## Aim of the task
Scan the entries below and give the number of lines containing "classify", with no accompanying words.

Data entries:

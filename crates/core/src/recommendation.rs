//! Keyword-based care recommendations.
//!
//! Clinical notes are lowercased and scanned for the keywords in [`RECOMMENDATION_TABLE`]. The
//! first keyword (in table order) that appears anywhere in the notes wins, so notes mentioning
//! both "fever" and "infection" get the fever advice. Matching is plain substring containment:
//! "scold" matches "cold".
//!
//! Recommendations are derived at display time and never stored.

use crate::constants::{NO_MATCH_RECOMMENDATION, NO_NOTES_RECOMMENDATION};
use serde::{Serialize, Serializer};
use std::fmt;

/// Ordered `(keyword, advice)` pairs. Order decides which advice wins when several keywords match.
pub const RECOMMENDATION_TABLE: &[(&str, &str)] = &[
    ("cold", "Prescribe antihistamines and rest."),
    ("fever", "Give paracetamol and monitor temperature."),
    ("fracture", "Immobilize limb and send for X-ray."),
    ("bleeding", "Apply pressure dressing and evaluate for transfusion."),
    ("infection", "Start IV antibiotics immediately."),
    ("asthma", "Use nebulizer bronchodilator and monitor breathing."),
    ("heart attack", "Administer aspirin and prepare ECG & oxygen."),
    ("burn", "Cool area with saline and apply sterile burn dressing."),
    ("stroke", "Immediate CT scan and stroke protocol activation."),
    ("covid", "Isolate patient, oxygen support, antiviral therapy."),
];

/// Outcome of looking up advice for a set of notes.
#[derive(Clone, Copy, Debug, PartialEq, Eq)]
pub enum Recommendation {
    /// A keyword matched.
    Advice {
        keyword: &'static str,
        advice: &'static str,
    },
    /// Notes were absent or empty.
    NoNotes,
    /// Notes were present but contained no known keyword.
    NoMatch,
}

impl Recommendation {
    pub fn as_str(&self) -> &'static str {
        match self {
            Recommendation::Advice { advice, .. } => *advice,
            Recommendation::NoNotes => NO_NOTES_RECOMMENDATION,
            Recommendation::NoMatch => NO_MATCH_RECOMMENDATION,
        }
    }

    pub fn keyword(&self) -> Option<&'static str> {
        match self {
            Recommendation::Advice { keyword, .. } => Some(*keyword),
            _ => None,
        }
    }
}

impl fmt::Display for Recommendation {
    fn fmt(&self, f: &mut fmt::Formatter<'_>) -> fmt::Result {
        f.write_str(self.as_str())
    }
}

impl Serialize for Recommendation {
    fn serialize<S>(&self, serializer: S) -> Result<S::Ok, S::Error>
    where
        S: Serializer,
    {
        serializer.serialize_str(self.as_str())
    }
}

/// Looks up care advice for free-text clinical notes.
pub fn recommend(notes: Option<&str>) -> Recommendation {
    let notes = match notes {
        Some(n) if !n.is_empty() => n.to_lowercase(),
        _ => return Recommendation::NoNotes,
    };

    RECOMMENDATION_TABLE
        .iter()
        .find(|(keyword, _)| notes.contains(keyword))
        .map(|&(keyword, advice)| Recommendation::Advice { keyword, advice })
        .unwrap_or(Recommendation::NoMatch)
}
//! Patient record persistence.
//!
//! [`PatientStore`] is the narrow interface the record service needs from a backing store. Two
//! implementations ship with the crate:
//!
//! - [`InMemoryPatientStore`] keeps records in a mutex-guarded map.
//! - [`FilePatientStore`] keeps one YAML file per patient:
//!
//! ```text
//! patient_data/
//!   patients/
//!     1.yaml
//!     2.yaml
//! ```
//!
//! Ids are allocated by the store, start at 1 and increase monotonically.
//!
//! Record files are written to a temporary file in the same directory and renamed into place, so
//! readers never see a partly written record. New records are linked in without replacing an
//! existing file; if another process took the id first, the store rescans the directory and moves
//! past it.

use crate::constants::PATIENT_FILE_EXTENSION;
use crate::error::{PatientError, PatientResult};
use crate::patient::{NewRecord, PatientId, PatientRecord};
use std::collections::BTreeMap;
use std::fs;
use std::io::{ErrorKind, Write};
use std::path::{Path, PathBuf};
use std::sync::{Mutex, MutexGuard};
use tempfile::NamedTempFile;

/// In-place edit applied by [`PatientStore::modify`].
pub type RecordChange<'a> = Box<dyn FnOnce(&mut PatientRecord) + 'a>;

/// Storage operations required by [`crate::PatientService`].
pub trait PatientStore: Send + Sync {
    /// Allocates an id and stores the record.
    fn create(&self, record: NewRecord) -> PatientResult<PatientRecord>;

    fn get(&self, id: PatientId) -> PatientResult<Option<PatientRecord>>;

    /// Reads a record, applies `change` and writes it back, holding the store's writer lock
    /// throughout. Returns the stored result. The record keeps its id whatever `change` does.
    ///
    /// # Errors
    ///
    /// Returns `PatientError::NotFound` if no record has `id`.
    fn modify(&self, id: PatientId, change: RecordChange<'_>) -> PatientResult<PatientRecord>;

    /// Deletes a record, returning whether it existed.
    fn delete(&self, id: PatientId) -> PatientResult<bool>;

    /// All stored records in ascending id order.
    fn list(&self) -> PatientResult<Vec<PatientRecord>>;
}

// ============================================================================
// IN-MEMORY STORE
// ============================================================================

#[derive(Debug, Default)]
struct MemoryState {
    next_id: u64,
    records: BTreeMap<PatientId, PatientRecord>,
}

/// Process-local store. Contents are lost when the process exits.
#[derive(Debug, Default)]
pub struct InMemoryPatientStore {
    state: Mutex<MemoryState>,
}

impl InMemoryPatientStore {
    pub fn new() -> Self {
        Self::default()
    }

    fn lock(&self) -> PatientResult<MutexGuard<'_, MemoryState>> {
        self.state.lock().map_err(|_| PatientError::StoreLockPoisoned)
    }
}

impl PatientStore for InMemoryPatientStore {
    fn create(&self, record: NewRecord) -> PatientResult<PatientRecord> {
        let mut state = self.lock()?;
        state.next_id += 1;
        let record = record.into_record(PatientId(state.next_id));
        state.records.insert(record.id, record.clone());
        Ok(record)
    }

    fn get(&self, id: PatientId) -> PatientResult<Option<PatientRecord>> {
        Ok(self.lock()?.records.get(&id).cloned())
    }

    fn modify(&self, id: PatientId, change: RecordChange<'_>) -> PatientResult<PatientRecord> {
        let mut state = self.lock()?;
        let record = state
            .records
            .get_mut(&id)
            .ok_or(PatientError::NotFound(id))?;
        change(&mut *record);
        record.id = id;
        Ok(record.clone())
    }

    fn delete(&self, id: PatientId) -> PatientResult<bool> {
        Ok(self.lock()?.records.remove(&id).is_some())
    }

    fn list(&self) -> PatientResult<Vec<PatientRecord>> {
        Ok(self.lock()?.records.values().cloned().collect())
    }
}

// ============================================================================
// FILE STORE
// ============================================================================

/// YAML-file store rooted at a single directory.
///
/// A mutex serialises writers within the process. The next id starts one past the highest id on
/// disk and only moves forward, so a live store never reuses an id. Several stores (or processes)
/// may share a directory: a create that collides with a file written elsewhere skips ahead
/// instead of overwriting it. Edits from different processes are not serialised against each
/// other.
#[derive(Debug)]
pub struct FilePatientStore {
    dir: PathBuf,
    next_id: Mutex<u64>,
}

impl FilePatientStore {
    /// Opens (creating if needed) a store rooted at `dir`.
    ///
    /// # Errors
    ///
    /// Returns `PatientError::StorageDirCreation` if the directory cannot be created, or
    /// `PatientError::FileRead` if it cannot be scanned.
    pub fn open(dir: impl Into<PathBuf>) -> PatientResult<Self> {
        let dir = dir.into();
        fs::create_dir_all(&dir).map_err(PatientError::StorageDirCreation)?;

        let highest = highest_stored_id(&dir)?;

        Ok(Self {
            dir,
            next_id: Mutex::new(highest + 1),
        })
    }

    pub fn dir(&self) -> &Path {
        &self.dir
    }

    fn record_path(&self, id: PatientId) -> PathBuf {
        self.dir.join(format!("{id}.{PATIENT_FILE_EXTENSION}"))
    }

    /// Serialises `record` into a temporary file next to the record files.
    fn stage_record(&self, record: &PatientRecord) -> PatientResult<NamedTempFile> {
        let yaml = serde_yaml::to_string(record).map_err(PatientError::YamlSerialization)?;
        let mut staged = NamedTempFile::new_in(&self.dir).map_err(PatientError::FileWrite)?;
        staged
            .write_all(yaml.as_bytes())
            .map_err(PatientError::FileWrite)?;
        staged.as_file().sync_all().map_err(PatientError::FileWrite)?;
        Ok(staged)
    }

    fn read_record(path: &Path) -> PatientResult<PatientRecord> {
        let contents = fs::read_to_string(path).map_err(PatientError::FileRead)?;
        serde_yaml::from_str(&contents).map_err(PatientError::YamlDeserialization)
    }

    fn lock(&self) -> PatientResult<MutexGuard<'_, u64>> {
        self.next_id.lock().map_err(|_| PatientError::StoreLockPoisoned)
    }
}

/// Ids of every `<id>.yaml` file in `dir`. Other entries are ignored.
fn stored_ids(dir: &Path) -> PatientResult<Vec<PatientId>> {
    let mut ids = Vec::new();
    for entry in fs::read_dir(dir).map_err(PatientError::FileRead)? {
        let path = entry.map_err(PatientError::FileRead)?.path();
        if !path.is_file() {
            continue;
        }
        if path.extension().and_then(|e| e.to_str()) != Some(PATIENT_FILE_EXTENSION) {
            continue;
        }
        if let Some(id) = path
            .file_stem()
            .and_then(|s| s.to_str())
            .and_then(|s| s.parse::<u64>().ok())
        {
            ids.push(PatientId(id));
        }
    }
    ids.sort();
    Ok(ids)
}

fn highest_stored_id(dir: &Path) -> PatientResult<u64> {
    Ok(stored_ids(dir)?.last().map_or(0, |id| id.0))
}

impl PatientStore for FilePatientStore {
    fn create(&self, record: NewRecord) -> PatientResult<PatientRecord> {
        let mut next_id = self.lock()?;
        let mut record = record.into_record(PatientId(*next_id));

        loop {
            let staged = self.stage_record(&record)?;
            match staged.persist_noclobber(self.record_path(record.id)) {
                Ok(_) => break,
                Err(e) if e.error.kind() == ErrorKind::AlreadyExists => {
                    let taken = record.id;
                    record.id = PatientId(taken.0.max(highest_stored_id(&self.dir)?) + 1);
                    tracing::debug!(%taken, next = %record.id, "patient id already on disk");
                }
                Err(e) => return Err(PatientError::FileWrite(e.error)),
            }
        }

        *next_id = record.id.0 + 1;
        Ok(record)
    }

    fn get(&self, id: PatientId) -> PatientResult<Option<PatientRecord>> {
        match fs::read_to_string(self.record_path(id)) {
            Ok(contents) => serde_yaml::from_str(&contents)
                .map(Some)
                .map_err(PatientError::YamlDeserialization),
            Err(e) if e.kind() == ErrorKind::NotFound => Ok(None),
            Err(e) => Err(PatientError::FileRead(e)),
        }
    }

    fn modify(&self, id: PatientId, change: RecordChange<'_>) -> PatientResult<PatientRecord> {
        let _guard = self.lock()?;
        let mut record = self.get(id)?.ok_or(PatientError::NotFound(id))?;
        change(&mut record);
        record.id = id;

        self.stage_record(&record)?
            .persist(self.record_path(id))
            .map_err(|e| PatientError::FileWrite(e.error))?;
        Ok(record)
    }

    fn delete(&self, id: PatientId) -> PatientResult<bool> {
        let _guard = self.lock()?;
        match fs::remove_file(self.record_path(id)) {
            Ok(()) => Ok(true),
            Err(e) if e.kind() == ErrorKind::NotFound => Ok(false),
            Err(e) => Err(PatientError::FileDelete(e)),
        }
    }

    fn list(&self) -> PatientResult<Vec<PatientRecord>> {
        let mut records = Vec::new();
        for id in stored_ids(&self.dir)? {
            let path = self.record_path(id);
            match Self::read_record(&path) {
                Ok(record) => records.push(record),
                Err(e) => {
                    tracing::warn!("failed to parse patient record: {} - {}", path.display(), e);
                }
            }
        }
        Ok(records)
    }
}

--

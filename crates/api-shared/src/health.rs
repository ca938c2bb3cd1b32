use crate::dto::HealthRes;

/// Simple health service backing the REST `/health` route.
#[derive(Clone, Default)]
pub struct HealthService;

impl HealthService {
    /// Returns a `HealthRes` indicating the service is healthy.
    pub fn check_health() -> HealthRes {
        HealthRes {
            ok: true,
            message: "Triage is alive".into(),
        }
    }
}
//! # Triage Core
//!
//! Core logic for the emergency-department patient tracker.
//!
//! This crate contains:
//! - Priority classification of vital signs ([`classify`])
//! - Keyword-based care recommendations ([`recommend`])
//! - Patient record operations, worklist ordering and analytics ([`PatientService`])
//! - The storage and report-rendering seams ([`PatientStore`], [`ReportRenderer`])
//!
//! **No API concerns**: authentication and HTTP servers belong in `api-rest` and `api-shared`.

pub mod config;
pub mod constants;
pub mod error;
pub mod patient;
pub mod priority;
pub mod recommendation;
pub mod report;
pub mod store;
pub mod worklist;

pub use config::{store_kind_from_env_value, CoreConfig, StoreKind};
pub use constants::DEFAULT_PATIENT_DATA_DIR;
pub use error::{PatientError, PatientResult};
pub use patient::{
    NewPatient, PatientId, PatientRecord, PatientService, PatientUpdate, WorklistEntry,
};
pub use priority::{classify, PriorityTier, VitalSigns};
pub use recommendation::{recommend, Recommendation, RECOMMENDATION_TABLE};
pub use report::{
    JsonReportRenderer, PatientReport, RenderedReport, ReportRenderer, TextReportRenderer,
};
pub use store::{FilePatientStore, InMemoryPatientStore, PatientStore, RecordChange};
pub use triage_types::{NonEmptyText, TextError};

==

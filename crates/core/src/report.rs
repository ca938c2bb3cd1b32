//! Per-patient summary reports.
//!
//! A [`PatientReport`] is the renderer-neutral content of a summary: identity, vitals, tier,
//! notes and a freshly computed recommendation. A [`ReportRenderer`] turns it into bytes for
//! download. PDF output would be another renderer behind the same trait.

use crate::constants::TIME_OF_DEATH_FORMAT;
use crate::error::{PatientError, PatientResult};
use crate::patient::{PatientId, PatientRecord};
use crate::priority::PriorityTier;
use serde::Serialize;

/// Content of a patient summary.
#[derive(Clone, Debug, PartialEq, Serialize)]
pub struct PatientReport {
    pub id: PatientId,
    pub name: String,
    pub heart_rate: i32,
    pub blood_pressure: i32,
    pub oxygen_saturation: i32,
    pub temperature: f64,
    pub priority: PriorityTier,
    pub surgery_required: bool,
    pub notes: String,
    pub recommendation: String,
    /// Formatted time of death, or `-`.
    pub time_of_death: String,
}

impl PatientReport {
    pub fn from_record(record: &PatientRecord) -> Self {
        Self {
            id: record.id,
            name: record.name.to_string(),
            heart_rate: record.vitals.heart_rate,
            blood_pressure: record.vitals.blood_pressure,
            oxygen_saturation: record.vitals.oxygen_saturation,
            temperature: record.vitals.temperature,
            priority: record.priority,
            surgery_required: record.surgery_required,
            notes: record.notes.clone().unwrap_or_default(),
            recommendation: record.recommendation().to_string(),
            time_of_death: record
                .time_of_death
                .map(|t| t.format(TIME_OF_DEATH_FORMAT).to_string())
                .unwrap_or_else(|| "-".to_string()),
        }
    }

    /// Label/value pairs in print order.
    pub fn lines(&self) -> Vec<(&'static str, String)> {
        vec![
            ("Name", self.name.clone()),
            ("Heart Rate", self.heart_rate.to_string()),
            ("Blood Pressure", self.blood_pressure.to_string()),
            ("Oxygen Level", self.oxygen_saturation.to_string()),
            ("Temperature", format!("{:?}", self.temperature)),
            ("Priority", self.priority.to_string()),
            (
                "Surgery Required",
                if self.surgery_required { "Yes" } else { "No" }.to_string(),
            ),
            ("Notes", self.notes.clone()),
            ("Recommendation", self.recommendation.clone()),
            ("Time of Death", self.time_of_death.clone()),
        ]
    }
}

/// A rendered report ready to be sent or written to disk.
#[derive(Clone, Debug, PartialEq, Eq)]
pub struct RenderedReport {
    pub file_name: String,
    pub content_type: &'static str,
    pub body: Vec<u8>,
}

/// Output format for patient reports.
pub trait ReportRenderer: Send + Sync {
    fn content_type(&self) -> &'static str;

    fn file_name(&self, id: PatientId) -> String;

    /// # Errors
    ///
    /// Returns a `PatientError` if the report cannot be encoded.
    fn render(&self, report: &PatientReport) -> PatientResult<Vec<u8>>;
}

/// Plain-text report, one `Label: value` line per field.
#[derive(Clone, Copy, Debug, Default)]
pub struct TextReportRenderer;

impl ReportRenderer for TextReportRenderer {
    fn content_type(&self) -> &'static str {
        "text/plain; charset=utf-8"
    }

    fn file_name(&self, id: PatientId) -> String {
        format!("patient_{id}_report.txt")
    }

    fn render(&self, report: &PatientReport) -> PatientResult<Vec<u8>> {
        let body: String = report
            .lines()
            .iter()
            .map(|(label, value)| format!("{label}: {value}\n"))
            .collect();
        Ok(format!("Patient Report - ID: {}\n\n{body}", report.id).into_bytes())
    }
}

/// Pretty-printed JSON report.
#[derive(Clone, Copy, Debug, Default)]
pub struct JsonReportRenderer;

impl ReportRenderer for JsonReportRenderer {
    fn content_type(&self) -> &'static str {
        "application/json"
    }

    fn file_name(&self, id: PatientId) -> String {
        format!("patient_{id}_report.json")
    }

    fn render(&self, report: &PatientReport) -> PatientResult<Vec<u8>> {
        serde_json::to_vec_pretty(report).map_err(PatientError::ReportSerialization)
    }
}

## Response
2